Slow refresh rate of LCD screen on Arduino Nano Ble

I have been reading lots of threads on the topic but unfortunately none seem to address a usable solution on my side.

My 240x280 LCD screen with a touch panel (Waveshare link) is working under the Adafruit ST7789 library. However, the refresh rate is very slow, it takes about 2.5 seconds to fill the screen, which appears as a wave of pixels running down as they refresh the content. I am currently powering Arduino via USB.

I am using an Arduino Nano Sense 33 Ble Rev2, which is compatible with the 3.3v operating logic of the screen. The screen comes with its own library (see link above under the Resources section), but it is as bad at performing as Adafruit's.

The pins are according to the instructions from the link, i.e.:

LCD Pins Arduino Pins
VCC 3.3V
GND GND
MOSI D11
SCK D13
CS D10
DC D7
RST D8
BL D9
TOUCH_SDA A4
TOUCH_SCL A5
TOUCH_RST D4
TOUCH_IRQ D3

I am using examples from the Adafruit library, and the redraw is still visible. As an improvement to my own code, I have added

SPI.beginTransaction(SPISettings(SPI_SPEED, MSBFIRST, SPI_MODE0));
...
SPI.endTransaction();

with SPI_SPEED = 32 MHz (as the Arduino does not appear to support higher speeds according to the Datasheet). I have also added tft.startWrite() and tft.endWrite() before each new draw, just in case.

When I refresh specific portions of the screen, it does redraw faster (for obvious reasons), but one can again see the line of pixels running down. As a note, I have attempted to use the TFT_eSPI library, but it keeps thinking I have an RP2040 microcontroller, so I have not been able to compile anything yet. Either way, that is something I can address to the library's owner.
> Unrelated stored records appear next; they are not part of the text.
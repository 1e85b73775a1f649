//! End-to-end page object tests: a forward-proxy provider form whose
//! authorization flow is picked through a searchable dropdown.

#![allow(clippy::unwrap_used, clippy::panic)]

use pierce::mock::{MockDom, MockDriver, NodeSpec};
use pierce::{
    FailureKind, FakeClock, Page, PierceConfig, PierceError, PierceResult, SelectedOption,
    Session, WaitOptions,
};
use proptest::prelude::*;
use std::sync::Arc;
use std::time::Duration;

#[derive(Debug, Default, Page)]
#[page(name = "forward-proxy-form")]
#[page(locator(name_input = ">>>input[name=\"name\"]"))]
#[page(locator(external_host = ">>>input[name=\"externalHost\"]"))]
#[page(locator(flow_search = "ak-provider-proxy-form >>> ak-flow-search[name=\"authorizationFlow\"]"))]
struct ProviderForwardProxyForm;

impl ProviderForwardProxyForm {
    async fn set_authorization_flow(
        &self,
        session: &Session,
        label: &str,
    ) -> PierceResult<SelectedOption> {
        self.search_select(
            session,
            ">>>ak-flow-search[name=\"authorizationFlow\"]",
            "authorizationFlow",
            &format!("button*={label}"),
        )
        .await
    }
}

const FLOWS: &[&str] = &[
    "default-provider-authorization-explicit-consent",
    "default-provider-authorization-implicit-consent",
    "custom-authorization",
];

/// Provider form rendered like the admin UI: form host, nested flow-search
/// component, options filled 300ms after each keystroke.
fn provider_form(with_external_host: bool) -> (Session, Arc<MockDriver>, Arc<FakeClock>) {
    let mut fields = vec![NodeSpec::new("input").attr("name", "name")];
    if with_external_host {
        fields.push(NodeSpec::new("input").attr("name", "externalHost"));
    }
    fields.push(
        NodeSpec::new("ak-flow-search")
            .attr("name", "authorizationFlow")
            .shadow(vec![
                NodeSpec::new("input")
                    .attr("type", "text")
                    .attr("name", "authorizationFlow"),
                NodeSpec::new("div").class("pf-c-menu").hidden(),
            ]),
    );
    let dom = MockDom::from_specs(vec![NodeSpec::new("ak-provider-proxy-form")
        .shadow(vec![NodeSpec::new("form").children(fields)])]);

    let clock = Arc::new(FakeClock::new());
    let driver = Arc::new(MockDriver::new(dom, clock.clone()));
    driver.on_input(Duration::from_millis(300), |dom, _, typed| {
        let Some(menu) = dom.first_by_tag("div") else {
            return;
        };
        dom.clear_children(menu);
        for flow in FLOWS.iter().filter(|f| f.contains(typed)) {
            dom.append(menu, NodeSpec::new("button").class("pf-c-menu__item").text(*flow));
        }
        dom.set_hidden(menu, false);
    });

    let config = PierceConfig::default().with_search(
        WaitOptions::new()
            .with_timeout(5_000)
            .with_poll_interval(250),
    );
    let session = Session::new(driver.clone())
        .with_clock(clock.clone())
        .with_config(config);
    (session, driver, clock)
}

#[tokio::test]
async fn test_selects_default_authorization_flow() {
    let (session, driver, clock) = provider_form(true);
    let form = ProviderForwardProxyForm::shared();

    let picked = form.set_authorization_flow(&session, "default").await.unwrap();

    assert_eq!(picked.label, "default-provider-authorization-explicit-consent");
    assert_eq!(driver.clicks().last(), Some(&picked.element));
    assert!(picked.elapsed <= Duration::from_millis(5_000));
    assert!(clock.now_ms() < 5_000);
}

#[tokio::test]
async fn test_unknown_flow_times_out_within_bound() {
    let (session, _, clock) = provider_form(true);
    let err = ProviderForwardProxyForm::shared()
        .set_authorization_flow(&session, "does-not-exist")
        .await
        .unwrap_err();

    assert_eq!(err.kind(), FailureKind::Timeout);
    let waited = clock.now_ms();
    assert!((5_000..=5_250).contains(&waited), "waited {waited}ms");
}

#[tokio::test]
async fn test_external_host_getter() {
    let (session, driver, _) = provider_form(true);
    let form = ProviderForwardProxyForm::shared();

    form.external_host()
        .set_value(&session, "https://proxy.example.com")
        .await
        .unwrap();
    let input = form.external_host().resolve1(&session).await.unwrap();
    assert_eq!(
        driver.value(&input).as_deref(),
        Some("https://proxy.example.com")
    );
}

#[tokio::test]
async fn test_external_host_absent_is_not_found() {
    let (session, _, _) = provider_form(false);
    let err = ProviderForwardProxyForm::shared()
        .external_host()
        .resolve1(&session)
        .await
        .unwrap_err();
    match err {
        PierceError::NotFound { selector, stage, .. } => {
            assert_eq!(selector, ">>>input[name=\"externalHost\"]");
            assert_eq!(stage, 0);
        }
        other => panic!("expected NotFound, got {other:?}"),
    }
}

#[tokio::test]
async fn test_staged_getter_reaches_nested_component() {
    let (session, _, _) = provider_form(true);
    let host = ProviderForwardProxyForm::shared()
        .flow_search()
        .resolve1(&session)
        .await;
    assert!(host.is_ok());
}

#[test]
fn test_derived_page_metadata() {
    let form = ProviderForwardProxyForm::shared();
    assert_eq!(form.name(), "forward-proxy-form");
    assert_eq!(ProviderForwardProxyForm::PAGE_NAME, "forward-proxy-form");
    let getters: Vec<_> = form.locators().iter().map(|(g, _)| *g).collect();
    assert_eq!(getters, vec!["name_input", "external_host", "flow_search"]);
    assert!(std::ptr::eq(form, pierce::shared::<ProviderForwardProxyForm>()));
    assert!(pierce::registered_pages().contains(&"forward-proxy-form"));
}

/// Wrap `leaf` in `depth` custom elements, each behind its own shadow root
fn nested(depth: usize, leaf: NodeSpec) -> NodeSpec {
    (0..depth).fold(leaf, |inner, level| {
        NodeSpec::new(format!("x-level-{level}")).shadow(vec![inner])
    })
}

proptest! {
    #![proptest_config(ProptestConfig::with_cases(24))]

    #[test]
    fn prop_piercing_is_depth_independent(depth in 0usize..8) {
        let rt = tokio::runtime::Builder::new_current_thread().enable_all().build().unwrap();
        let leaf = NodeSpec::new("input").attr("name", "externalHost");
        let dom = MockDom::from_specs(vec![nested(depth, leaf)]);
        let clock = Arc::new(FakeClock::new());
        let session = Session::new(Arc::new(MockDriver::new(dom, clock.clone()))).with_clock(clock);

        let found = rt.block_on(
            ProviderForwardProxyForm::shared().external_host().resolve(&session),
        ).unwrap();
        prop_assert_eq!(found.len(), 1);
        prop_assert_eq!(found[0].tag_name.as_str(), "input");
    }
}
What concerns me is that the performance appears to be similar across different libraries.

Can anyone help me figure out what else can be done?

/** Set the SPI bus clock frequency.
*
* @param hz Clock frequency in Hz (default = 1MHz).
*/
void frequency(int hz = 1000000);

Hi @ua6em, if you are referring to the tft.setSPISpeed() , I am already using that inside an SPI.beginTransaction() block when I first initialize the display.

The fact that you set a frequency of 32MHz does not necessarily mean that the hardware is running on it. Explore the library in detail. There may be a built-in limitation of accepted values ​​such as operating frequency. This is usually tailored to the hardware the library is for. If you try to use the hardware at a frequency outside of its specifications, you may have something working, something semi-working and not working at all, but this depends on the specific conditions and does not guarantee repeatability of the result. You can look at displays with an embedded microcontroller such as the Nextion.